Zhang Lu se estabilizó, sus piernas fuertemente apretadas, mirando a Ye Fan con ojos ardientes.
Si las miradas pudieran matar, la mirada de Zhang Lu habría destrozado a Ye Fan pedazo a pedazo.
La atmósfera se volvió peculiarmente tensa, como si el espacio se hubiera congelado.
El cuerpo de Zhang Lu temblaba de rabia, sus dientes rechinando como si estuviera masticando algo con furia.
—No vi nada, así que no seas tan dura conmigo.
Tú atacaste primero, y no esperaba que tu ropa fuera tan frágil —explicó Ye Fan con calma.
Sus palabras eran como el ejemplo perfecto de ‘protestar demasiado por la inocencia’.
Después de todo, ella era una joven, y Ye Fan no era tan desvergonzado como para ignorarlo por completo.
—¡Ah!
—Después de un breve momento de desorientación e ira, Zhang Lu gritó:
— ¡Bastardo asqueroso, te sacaré los ojos, o tomaré tu apellido!
—Deberías olvidarlo.
No puedes sacarme los ojos, pero tomar mi apellido es inevitable —respondió Ye Fan con sinceridad, su comportamiento sincero, exudando confianza en su fuerza.
Sin embargo, no había considerado que en su furia, sus palabras solo avergonzarían más a Zhang Lu.
¿Cómo podría entender la mente de una joven?
Como era de esperar, los ojos de Zhang Lu se llenaron de lágrimas.
Detestaba a Ye Fan.
No solo había visto sus partes íntimas, sino que también la había insultado.

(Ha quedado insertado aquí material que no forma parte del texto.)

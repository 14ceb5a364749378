#![allow(dead_code)]

use std::os::unix::fs::PermissionsExt;
use std::path::{Path, PathBuf};
use std::sync::{Arc, Mutex};
use std::time::Duration;

use pivot_core::process::{CommandError, CommandOutput};
use pivot_core::store::InMemoryJobStore;
use pivot_pipeline::catalog::DirectoryCatalog;
use pivot_pipeline::config::PipelineConfig;
use pivot_pipeline::orchestrator::JobOrchestrator;
use pivot_pipeline::remote::{LocalHost, RemoteHost};
use tempfile::TempDir;
use tokio_util::sync::CancellationToken;

/// What the fake engine does when asked to render.
#[derive(Debug, Clone, Copy)]
pub enum EngineBehavior {
    /// Writes `{project}.jpg` as a copy of the first staged input.
    Stitch,
    /// Prints the control-point failure markers and exits 0.
    NoOverlap,
    /// Exits 139 with nothing useful on stdout.
    Crash,
    /// Exits 0 without writing any output.
    NoOutput,
    /// Writes `{project}.jpg` containing bytes no decoder accepts.
    Corrupt,
    /// Starts a long sleep, records its pid in `engine.pid`, and waits.
    Hang,
}

impl EngineBehavior {
    fn script(self) -> &'static str {
        match self {
            Self::Stitch => {
                r#"first=$(ls "$dir"/image_*.jpg | head -n 1); cp "$first" "$dir/$base.jpg"; echo "Panorama saved"; exit 0"#
            }
            Self::NoOverlap => {
                r#"echo "Could not find control points for all images"; echo "not stitching the panorama"; exit 0"#
            }
            Self::Crash => r#"echo "Segmentation fault" >&2; exit 139"#,
            Self::NoOutput => r#"echo "done"; exit 0"#,
            Self::Corrupt => r#"printf 'not a panorama' > "$dir/$base.jpg"; exit 0"#,
            Self::Hang => r#"sleep 30 & echo $! > "@PID_FILE@"; wait"#,
        }
    }
}

/// Write an executable stand-in for the stitching engine into `dir`.
pub fn write_fake_engine(dir: &Path, behavior: EngineBehavior) -> PathBuf {
    let path = dir.join("fake-engine.sh");
    let script = format!(
        r#"#!/usr/bin/env bash
if [ "$1" = "-createproject" ]; then
  out=""
  while [ $# -gt 0 ]; do
    if [ "$1" = "-output" ]; then out="$2"; shift 2; else shift; fi
  done
  echo "Created project $out"
  echo "project" > "$out"
  exit 0
fi
if [ "$1" = "-stitchnogui" ]; then
  dir=$(dirname "$2")
  base=$(basename "$2" .pts)
  {}
fi
echo "unknown invocation: $*" >&2
exit 2
"#,
        behavior
            .script()
            .replace("@PID_FILE@", &dir.join("engine.pid").to_string_lossy())
    );
    std::fs::write(&path, script).expect("write engine");
    std::fs::set_permissions(&path, std::fs::Permissions::from_mode(0o755)).expect("chmod");
    path
}

/// Whether `pid` is a live (non-zombie) process.
pub fn is_alive(pid: u32) -> bool {
    match std::fs::read_to_string(format!("/proc/{pid}/stat")) {
        Ok(stat) => stat
            .rsplit_once(") ")
            .is_some_and(|(_, rest)| !rest.starts_with('Z')),
        Err(_) => false,
    }
}

/// [`LocalHost`] that records every command and can refuse the probe.
#[derive(Default)]
pub struct RecordingHost {
    inner: LocalHost,
    calls: Mutex<Vec<String>>,
    unreachable: bool,
}

impl RecordingHost {
    pub fn unreachable() -> Self {
        Self {
            unreachable: true,
            ..Self::default()
        }
    }

    pub fn calls(&self) -> Vec<String> {
        self.calls.lock().expect("lock").clone()
    }

    fn log(&self, call: String) {
        self.calls.lock().expect("lock").push(call);
    }
}

#[async_trait::async_trait]
impl RemoteHost for RecordingHost {
    fn describe(&self) -> String {
        "stitcher@test-host".into()
    }

    async fn exec(
        &self,
        command: &str,
        timeout: Duration,
        cancel: &CancellationToken,
    ) -> Result<CommandOutput, CommandError> {
        self.log(format!("exec {command}"));
        if self.unreachable {
            return Ok(CommandOutput {
                stderr: "ssh: connect to host test-host port 22: Connection timed out".into(),
                exit_code: 255,
                ..Default::default()
            });
        }
        self.inner.exec(command, timeout, cancel).await
    }

    async fn push_files(
        &self,
        files: &[PathBuf],
        remote_dir: &str,
        timeout: Duration,
        cancel: &CancellationToken,
    ) -> Result<CommandOutput, CommandError> {
        self.log(format!("push {} -> {remote_dir}", files.len()));
        self.inner.push_files(files, remote_dir, timeout, cancel).await
    }

    async fn pull_file(
        &self,
        remote_path: &str,
        local_path: &Path,
        timeout: Duration,
        cancel: &CancellationToken,
    ) -> Result<CommandOutput, CommandError> {
        self.log(format!("pull {remote_path}"));
        self.inner
            .pull_file(remote_path, local_path, timeout, cancel)
            .await
    }
}

/// A complete pipeline over temp directories.
pub struct Harness {
    pub tmp: TempDir,
    pub config: PipelineConfig,
    pub host: Arc<RecordingHost>,
    pub store: Arc<InMemoryJobStore>,
    pub orchestrator: JobOrchestrator,
    pub catalog: DirectoryCatalog,
}

impl Harness {
    pub fn new(behavior: EngineBehavior) -> Self {
        Self::build(behavior, RecordingHost::default(), |_| {})
    }

    pub fn build(
        behavior: EngineBehavior,
        host: RecordingHost,
        tweak: impl FnOnce(&mut PipelineConfig),
    ) -> Self {
        let tmp = tempfile::tempdir().expect("tempdir");
        let engine = write_fake_engine(tmp.path(), behavior);
        let catalog_dir = tmp.path().join("catalog");
        std::fs::create_dir(&catalog_dir).expect("catalog dir");

        let mut config = PipelineConfig::local(
            tmp.path().join("staging"),
            tmp.path().join("results"),
            tmp.path().join("remote").to_string_lossy().into_owned(),
            engine.to_string_lossy().into_owned(),
        );
        config.timeouts.engine = Duration::from_secs(20);
        tweak(&mut config);

        let host = Arc::new(host);
        let store = Arc::new(InMemoryJobStore::new());
        let orchestrator = JobOrchestrator::new(&config, host.clone(), store.clone());

        Self {
            tmp,
            config,
            host,
            store,
            orchestrator,
            catalog: DirectoryCatalog::new(catalog_dir),
        }
    }

    /// Put `names` into the catalog as decodable JPEGs, each wider than the last.
    pub fn add_images(&self, names: &[&str]) {
        for (i, name) in names.iter().enumerate() {
            write_photo(
                &self.tmp.path().join("catalog").join(name),
                1200 + 100 * i as u32,
                400,
            );
        }
    }

    pub fn staging_root(&self) -> PathBuf {
        self.config.staging_root.clone()
    }

    pub fn remote_root(&self) -> PathBuf {
        PathBuf::from(&self.config.remote_root)
    }
}

/// Encode a `width`x`height` gradient as JPEG at `path`.
pub fn write_photo(path: &Path, width: u32, height: u32) {
    image::RgbImage::from_fn(width, height, |x, y| {
        image::Rgb([(x % 256) as u8, (y % 256) as u8, 96])
    })
    .save_with_format(path, image::ImageFormat::Jpeg)
    .expect("write photo");
}

pub fn refs(names: &[&str]) -> Vec<String> {
    names.iter().map(|s| s.to_string()).collect()
}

Chu Mengyao también había vislumbrado debajo de Zhang Lu y, conociendo la naturaleza orgullosa de Zhang Lu, se dio cuenta de que consolarla podría empeorar las cosas.
Con un tono burlón, dijo:
—Tienes un exterior ardiente y una personalidad fuerte, lo cual esperaba.
Lo que no esperaba era tu apasionado ser interior.
Eres bastante entusiasta.
—Recordaré este rencor, ya verás.
Zhang Lu lanzó a Ye Fan y a Chu Mengyao algunas miradas vengativas antes de salir corriendo de la villa.